El Armani clónico del sastre chino creo yo que tiene grandes posibilidades de ser mejor que el real porque creo en esa inmanencia de lo que está bien hecho supera cualquier barrera aunque no podamos verla. Creo que Quarantine es invariablemente mejor que Rec, pero por cosas seguramente mucho más profundas que las que a mí se me ocurren y que deben residir en algo que está contenido filosóficamente en el planteo de Dick. La maquinaria de fabricar realidades es muy débil en España. No falla la idea, que es incuestionable, sino algo que está contenido en la factura; en el qué hacer y en el cómo hacer. No sé, hay un tránsito físico entre la idea, la pura imaginación y la realidad; y la fabricación de la realidad implica una red industrial muy compleja que da entidad. Lo que se encuentra por fuera es pura simulación y artificio.
No es una excepción. Me pasa con Borges. Su construcción argumental, de lenguaje, de trama, es impecable, pero al leerlo el mundo ficcional no termina de tener la contundencia de lo visible. Sé que me meto en un jardín espinoso. Creo que porque hay algo de la idea y de la parábola muy abstracta que está presente en él; creo que sus personajes carecen de psicología y no porque no tengan ninguna, sino porque están al servicio de una idea, de ideas trascendentes y lo que pasa les afecta poco. Pienso en Funes, el memorioso. Puedo ver toda la argumentación que me pone en el sitio de lo que ve o contempla Funes, de lo que se puede elaborar sobre eso, pero no sé lo que le pasa. No sé quién es o a quién se parece, o a qué.
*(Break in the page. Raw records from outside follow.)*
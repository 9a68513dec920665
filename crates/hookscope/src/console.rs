// Hookscope - Live Trace Monitor for Binder Daemons
// Copyright (C) 2024 Zhuo Zhang and Wuqi Zhang
//
// This program is free software: you can redistribute it and/or modify
// it under the terms of the GNU Affero General Public License as published by
// the Free Software Foundation, either version 3 of the License, or
// (at your option) any later version.
//
// This program is distributed in the hope that it will be useful,
// but WITHOUT ANY WARRANTY; without even the implied warranty of
// MERCHANTABILITY or FITNESS FOR A PARTICULAR PURPOSE. See the
// GNU Affero General Public License for more details.
//
// You should have received a copy of the GNU Affero General Public License
// along with this program. If not, see <https://www.gnu.org/licenses/>.

//! Text rendering of registries, levels, trace events and log entries.

use crate::config::{Config, StyleConfig};
use crossterm::style::{Color, Stylize};
use hookscope_engine::{
    render_trace_event, LeafClass, LogEntry, LogKind, Registry, RenderDepths, RenderNode,
    SessionInfo, TraceEvent, VerbosityState, VerbosityTarget,
};
use std::fmt::Write;

/// Resolved colors
#[derive(Debug, Clone)]
struct Palette {
    number: Color,
    string: Color,
    boolean: Color,
    null: Color,
    json: Color,
    key: Color,
    tag: Color,
    error: Color,
}

impl From<&StyleConfig> for Palette {
    fn from(style: &StyleConfig) -> Self {
        Self {
            number: Config::parse_color(&style.number),
            string: Config::parse_color(&style.string),
            boolean: Config::parse_color(&style.boolean),
            null: Config::parse_color(&style.null),
            json: Config::parse_color(&style.json),
            key: Config::parse_color(&style.key),
            tag: Config::parse_color(&style.tag),
            error: Config::parse_color(&style.error),
        }
    }
}

/// Formats engine state for the terminal
#[derive(Debug, Clone)]
pub struct Console {
    palette: Palette,
    colored: bool,
    show_permissions: bool,
}

impl Console {
    /// Console using the colors of `style`
    pub fn new(style: &StyleConfig, colored: bool, show_permissions: bool) -> Self {
        Self { palette: Palette::from(style), colored: colored && style.enabled, show_permissions }
    }

    fn paint(&self, text: &str, color: Color) -> String {
        if self.colored {
            text.with(color).to_string()
        } else {
            text.to_string()
        }
    }

    /// Highlight an error message
    pub fn error(&self, text: &str) -> String {
        self.paint(text, self.palette.error)
    }

    /// APIs with their operations and levels
    pub fn registry(&self, registry: &Registry, verbosity: &VerbosityState) -> String {
        let mut out = String::new();
        if registry.is_empty() {
            out.push_str("no api\n");
        }
        for api in registry.apis() {
            let level = verbosity
                .displayed(&VerbosityTarget::Api(api.name.clone()))
                .map(|l| l.to_string())
                .unwrap_or_else(|| "-".to_string());
            let _ = writeln!(
                out,
                "{}  {}  [{level}]",
                self.paint(&api.name, self.palette.key),
                api.description
            );
            for op in api.operations.values() {
                let _ = writeln!(out, "    {}  {}", op.name, op.description);
                if let Some(permissions) = op.permissions.as_ref().filter(|_| self.show_permissions)
                {
                    let _ = writeln!(out, "        permissions: {permissions}");
                }
            }
        }
        out
    }

    /// Confirmed levels, global first
    pub fn verbosity(&self, verbosity: &VerbosityState) -> String {
        let mut out = String::new();
        for (target, level) in verbosity.confirmed_levels() {
            let name = match target {
                VerbosityTarget::Global => "(daemon)".to_string(),
                other => other.to_string(),
            };
            let _ = writeln!(out, "{:<20} {level}", self.paint(&name, self.palette.key));
        }
        out
    }

    /// A trace event: a header line, then the rendered descriptor and payload
    pub fn trace_event(&self, event: &TraceEvent, depths: RenderDepths) -> String {
        let mut out = String::new();
        let _ = writeln!(
            out,
            "{} {:<8} {}",
            event.time,
            event.variant.kind(),
            self.paint(&event.tag(), self.palette.tag)
        );
        self.write_node(&mut out, &render_trace_event(event, depths), 4);
        out
    }

    /// Session uuid, token and timeouts
    pub fn session_info(&self, info: &SessionInfo) -> String {
        let mut out = String::new();
        for (key, value) in [
            ("uuid", info.uuid.clone()),
            ("token", info.token.clone()),
            ("timeout", info.timeout.to_string()),
            ("remain", info.remain.to_string()),
        ] {
            let _ = writeln!(out, "{:<8} {value}", self.paint(key, self.palette.key));
        }
        out
    }

    /// One log feed entry
    pub fn log_entry(&self, entry: &LogEntry) -> String {
        let tag = match entry.kind {
            LogKind::ReceiveError | LogKind::Error | LogKind::UnexpectedEvent => {
                self.paint(&entry.tag, self.palette.error)
            }
            _ => self.paint(&entry.tag, self.palette.tag),
        };
        format!(
            "{} [{}] {tag}\n{}\n",
            entry.at.format("%H:%M:%S%.3f"),
            entry.kind.as_str(),
            entry.content
        )
    }

    fn leaf_color(&self, class: LeafClass) -> Color {
        match class {
            LeafClass::Number => self.palette.number,
            LeafClass::String => self.palette.string,
            LeafClass::Boolean => self.palette.boolean,
            LeafClass::Null => self.palette.null,
            LeafClass::Json => self.palette.json,
        }
    }

    fn write_node(&self, out: &mut String, node: &RenderNode, indent: usize) {
        match node {
            RenderNode::Leaf { class, text } => {
                let _ = writeln!(out, " {}", self.paint(text, self.leaf_color(*class)));
            }
            RenderNode::Object(rows) => {
                for (key, child) in rows {
                    let _ = write!(out, "{:indent$}{}:", "", self.paint(key, self.palette.key));
                    self.write_child(out, child, indent);
                }
            }
            RenderNode::Array(items) => {
                for child in items {
                    let _ = write!(out, "{:indent$}-", "");
                    self.write_child(out, child, indent);
                }
            }
        }
    }

    fn write_child(&self, out: &mut String, child: &RenderNode, indent: usize) {
        if !child.is_leaf() {
            out.push('\n');
        }
        self.write_node(out, child, indent + 2);
    }
}

#[cfg(test)]
mod tests {
    use super::*;
    use hookscope_engine::{
        classify_push, test_utils::trace_push, ApiDescription, Classification, ClassifyOptions,
    };
    use serde_json::json;
    use std::collections::BTreeMap;

    fn plain(show_permissions: bool) -> Console {
        Console::new(&StyleConfig::default(), false, show_permissions)
    }

    fn calc_registry() -> Registry {
        let apis: BTreeMap<String, Option<ApiDescription>> = serde_json::from_value(json!({
            "calc": {
                "info": {"description": "Calculator"},
                "paths": {"/add": {"get": {
                    "responses": {"200": {"description": "adds numbers"}},
                    "x-permissions": {"session": "check"}
                }}}
            }
        }))
        .unwrap();
        let mut registry = Registry::new();
        registry.apply_discovery(&apis, "monitor");
        registry
    }

    #[test]
    fn test_registry_listing() {
        let registry = calc_registry();
        let verbosity = VerbosityState::new();

        let text = plain(false).registry(&registry, &verbosity);
        assert_eq!(text, "calc  Calculator  [-]\n    add  adds numbers\n");

        let with_perms = plain(true).registry(&registry, &verbosity);
        assert!(with_perms.contains("permissions: {\"session\":\"check\"}"));
    }

    #[test]
    fn test_trace_event_layout() {
        let push = trace_push(json!({
            "time": "42.000100",
            "service": {"api": "calc", "action": "start_before"},
            "data": {"list": [1, 2]}
        }));
        let Classification::Trace(event) = classify_push(&push, &ClassifyOptions::default())
        else {
            panic!("expected trace event")
        };

        let text = plain(false).trace_event(&event, RenderDepths::default());
        let lines: Vec<_> = text.lines().collect();
        assert_eq!(lines[0], "42.000100 service  calc@start_before");
        assert_eq!(lines[1], "    action: \"start_before\"");
        assert_eq!(lines[2], "    api: \"calc\"");
        assert_eq!(lines[3], "    data:");
        assert_eq!(lines[4], "      list: [1,2]");
    }

    #[test]
    fn test_disabled_style_is_plain() {
        let style = StyleConfig { enabled: false, ..Default::default() };
        let console = Console::new(&style, true, false);
        assert_eq!(console.error("boom"), "boom");
        assert!(Console::new(&StyleConfig::default(), true, false).error("boom").contains("boom"));
    }
}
No digo que la falta de realidad sea un atributo negativo, y muchos menos en Borges que construyó su mundo con una dedicación fabulosa. Digo que hay algo en la percepción de la realidad que afecta toda nuestra percepción tanto ética como estética. La educación en nuestro mundo visual ordena ciertas jerarquías y otorga factibilidad a creaciones que todo el tiempo dialogan con la realidad, que es como decir todo el universo que podemos percibir y aceptar como posible. Lo demás lo eliminamos.
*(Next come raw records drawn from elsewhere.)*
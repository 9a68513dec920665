// Hookscope - Live Trace Monitor for Binder Daemons
// Copyright (C) 2024 Zhuo Zhang and Wuqi Zhang
//
// This program is free software: you can redistribute it and/or modify
// it under the terms of the GNU Affero General Public License as published by
// the Free Software Foundation, either version 3 of the License, or
// (at your option) any later version.
//
// This program is distributed in the hope that it will be useful,
// but WITHOUT ANY WARRANTY; without even the implied warranty of
// MERCHANTABILITY or FITNESS FOR A PARTICULAR PURPOSE. See the
// GNU Affero General Public License for more details.
//
// You should have received a copy of the GNU Affero General Public License
// along with this program. If not, see <https://www.gnu.org/licenses/>.

//! Websocket client for the binder daemon.
//!
//! One reader task correlates replies with pending calls and forwards pushed
//! events; one writer task owns the sink. Dropping or closing the transport
//! fails every pending call with [`TransportError::Closed`].

use super::{
    transport::{ConnectTarget, Connector, EventReceiver, EventSender, Transport},
    types::{Frame, PushEvent, Reply, WSJ1_PROTOCOL},
};
use crate::error::TransportError;
use futures::{Sink, SinkExt, Stream, StreamExt};
use serde_json::Value;
use std::{
    collections::HashMap,
    fmt::Display,
    sync::{
        atomic::{AtomicU64, Ordering},
        Arc, Mutex, MutexGuard, PoisonError,
    },
};
use tokio::{
    sync::{mpsc, oneshot},
    task::JoinHandle,
};
use tokio_tungstenite::{
    connect_async,
    tungstenite::{
        self,
        client::IntoClientRequest,
        http::{header::SEC_WEBSOCKET_PROTOCOL, HeaderValue},
        Message,
    },
};
use tracing::{debug, error, info, warn};

type ReplySender = oneshot::Sender<Result<Reply, TransportError>>;

#[derive(Default, Debug)]
struct PendingCalls {
    calls: HashMap<String, ReplySender>,
    closed: bool,
}

/// Calls waiting for their reply, by correlation id
///
/// Once failed, the table stays closed and settles new calls immediately.
#[derive(Default, Clone, Debug)]
struct Pending(Arc<Mutex<PendingCalls>>);

impl Pending {
    fn lock(&self) -> MutexGuard<'_, PendingCalls> {
        self.0.lock().unwrap_or_else(PoisonError::into_inner)
    }

    fn insert(&self, id: String, sender: ReplySender) {
        let mut pending = self.lock();
        if pending.closed {
            let _ = sender.send(Err(TransportError::Closed));
        } else {
            pending.calls.insert(id, sender);
        }
    }

    fn settle(&self, id: &str, result: Result<Reply, TransportError>) {
        match self.lock().calls.remove(id) {
            Some(sender) => {
                // The caller may have given up on the reply
                let _ = sender.send(result);
            }
            None => warn!(id, "reply for unknown call"),
        }
    }

    fn fail_all(&self) {
        let mut pending = self.lock();
        pending.closed = true;
        for (_, sender) in pending.calls.drain() {
            let _ = sender.send(Err(TransportError::Closed));
        }
    }
}

/// Websocket transport speaking `x-afb-ws-json1`
#[derive(Debug)]
pub struct WsJson1Transport {
    url: String,
    outgoing: mpsc::UnboundedSender<Message>,
    pending: Pending,
    token: Arc<Mutex<Option<String>>>,
    next_id: AtomicU64,
    reader: JoinHandle<()>,
    writer: JoinHandle<()>,
}

impl WsJson1Transport {
    /// Connect to `target` and start the reader and writer tasks
    pub async fn connect(target: &ConnectTarget) -> Result<(Self, EventReceiver), TransportError> {
        let url = target.url();
        let mut request =
            url.as_str().into_client_request().map_err(|e| TransportError::connect(&url, e))?;
        request
            .headers_mut()
            .insert(SEC_WEBSOCKET_PROTOCOL, HeaderValue::from_static(WSJ1_PROTOCOL));

        debug!(%url, "Connecting to daemon");
        let (stream, _response) =
            connect_async(request).await.map_err(|e| TransportError::connect(&url, e))?;
        info!(%url, "Connected to daemon");

        let (sink, stream) = stream.split();
        let (outgoing, outgoing_rx) = mpsc::unbounded_channel();
        let (events_tx, events_rx) = mpsc::unbounded_channel();
        let pending = Pending::default();
        let token = Arc::new(Mutex::new(target.token.clone()));

        let writer = tokio::spawn(write_loop(sink, outgoing_rx, pending.clone()));
        let reader = tokio::spawn(read_loop(stream, pending.clone(), token.clone(), events_tx));

        let transport =
            Self { url, outgoing, pending, token, next_id: AtomicU64::new(1), reader, writer };
        Ok((transport, events_rx))
    }

    /// Latest token known for this connection
    ///
    /// Starts as the token given at connect time and follows any refresh
    /// announced by the daemon in a reply.
    pub fn token(&self) -> Option<String> {
        self.token.lock().unwrap_or_else(PoisonError::into_inner).clone()
    }
}

impl Transport for WsJson1Transport {
    async fn call(&self, api_verb: &str, args: Value) -> Result<Reply, TransportError> {
        let id = self.next_id.fetch_add(1, Ordering::Relaxed).to_string();
        let (sender, receiver) = oneshot::channel();
        self.pending.insert(id.clone(), sender);

        let frame = Frame::Call { id: id.clone(), api_verb: api_verb.to_string(), args };
        if self.outgoing.send(Message::Text(frame.encode().into())).is_err() {
            self.pending.settle(&id, Err(TransportError::Closed));
        }

        receiver.await.map_err(|_| TransportError::Closed)?
    }

    async fn close(&self) {
        debug!(url = %self.url, "Closing connection");
        let _ = self.outgoing.send(Message::Close(None));
        self.reader.abort();
        self.pending.fail_all();
    }

    fn url(&self) -> &str {
        &self.url
    }
}

impl Drop for WsJson1Transport {
    fn drop(&mut self) {
        self.reader.abort();
        self.writer.abort();
        self.pending.fail_all();
    }
}

/// Opens [`WsJson1Transport`]s
#[derive(Debug, Clone, Copy, Default)]
pub struct WsConnector;

impl Connector for WsConnector {
    type Transport = WsJson1Transport;

    async fn connect(
        &self,
        target: &ConnectTarget,
    ) -> Result<(WsJson1Transport, EventReceiver), TransportError> {
        WsJson1Transport::connect(target).await
    }
}

async fn write_loop<S>(
    mut sink: S,
    mut outgoing: mpsc::UnboundedReceiver<Message>,
    pending: Pending,
) where
    S: Sink<Message> + Unpin,
    S::Error: Display,
{
    while let Some(message) = outgoing.recv().await {
        let closing = matches!(message, Message::Close(_));
        if let Err(e) = sink.send(message).await {
            error!("Failed to send frame: {e}");
            pending.fail_all();
            break;
        }
        if closing {
            break;
        }
    }
}

async fn read_loop<S>(
    mut stream: S,
    pending: Pending,
    token: Arc<Mutex<Option<String>>>,
    events: EventSender,
) where
    S: Stream<Item = Result<Message, tungstenite::Error>> + Unpin,
{
    while let Some(message) = stream.next().await {
        let text = match message {
            Ok(Message::Text(text)) => text,
            Ok(Message::Close(frame)) => {
                info!(?frame, "Daemon closed the connection");
                break;
            }
            Ok(_) => continue,
            Err(e) => {
                error!("Websocket error: {e}");
                break;
            }
        };

        match Frame::decode(text.as_str()) {
            Ok(Frame::ReplyOk { id, reply }) => {
                pending.settle(&id, parse_reply(reply, false, &token));
            }
            Ok(Frame::ReplyErr { id, reply }) => {
                pending.settle(&id, parse_reply(reply, true, &token));
            }
            Ok(Frame::Event { name, message }) => {
                if events.send(PushEvent::from_message(name, message)).is_err() {
                    debug!("Event receiver dropped");
                }
            }
            Ok(Frame::Call { api_verb, .. }) => {
                warn!(%api_verb, "Ignoring call issued by the daemon");
            }
            Err(e) => warn!("Dropping malformed frame: {e}"),
        }
    }

    pending.fail_all();
}

fn parse_reply(
    value: Value,
    rejected: bool,
    token: &Mutex<Option<String>>,
) -> Result<Reply, TransportError> {
    let mut reply: Reply = serde_json::from_value(value)?;
    reply.rejected = rejected;
    if let Some(refreshed) = &reply.request.token {
        *token.lock().unwrap_or_else(PoisonError::into_inner) = Some(refreshed.clone());
    }
    Ok(reply)
}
Hay toda una corriente crítica y desperdigada que proviene de diversos orígenes e ideologías que cuestiona lo inflexible de nuestro mundo aristotelizado. Se refugia en prácticas autodenominadas alternativas.
Creo que todo pasa por el consenso. El consenso construye la realidad y la realidad, por su fuerza, construye el consenso. Es un camino de doble vía, pero la maquinaria que puede fabricar el consenso, fabrica al mismo tiempo realidad. Hay algo de sus procedimientos que tienen algo de inasible y secreto; misterioso para los demás y para el propio manipulador, pero que hacen de ciertas creaciones un material pasible de ser traducido a formas reales, reconocibles, aceptables y por ende consensuadas.
Sé que hay algo tremendamente político en esto y que no intoxica el mundo creativo por tener esta condición, pero sé también que hay algo en la máquina de copias que invita a pensar sobre el estatus de las obras, qué son, por qué se hacen y para qué sirven, si es que tienen que servir para algo.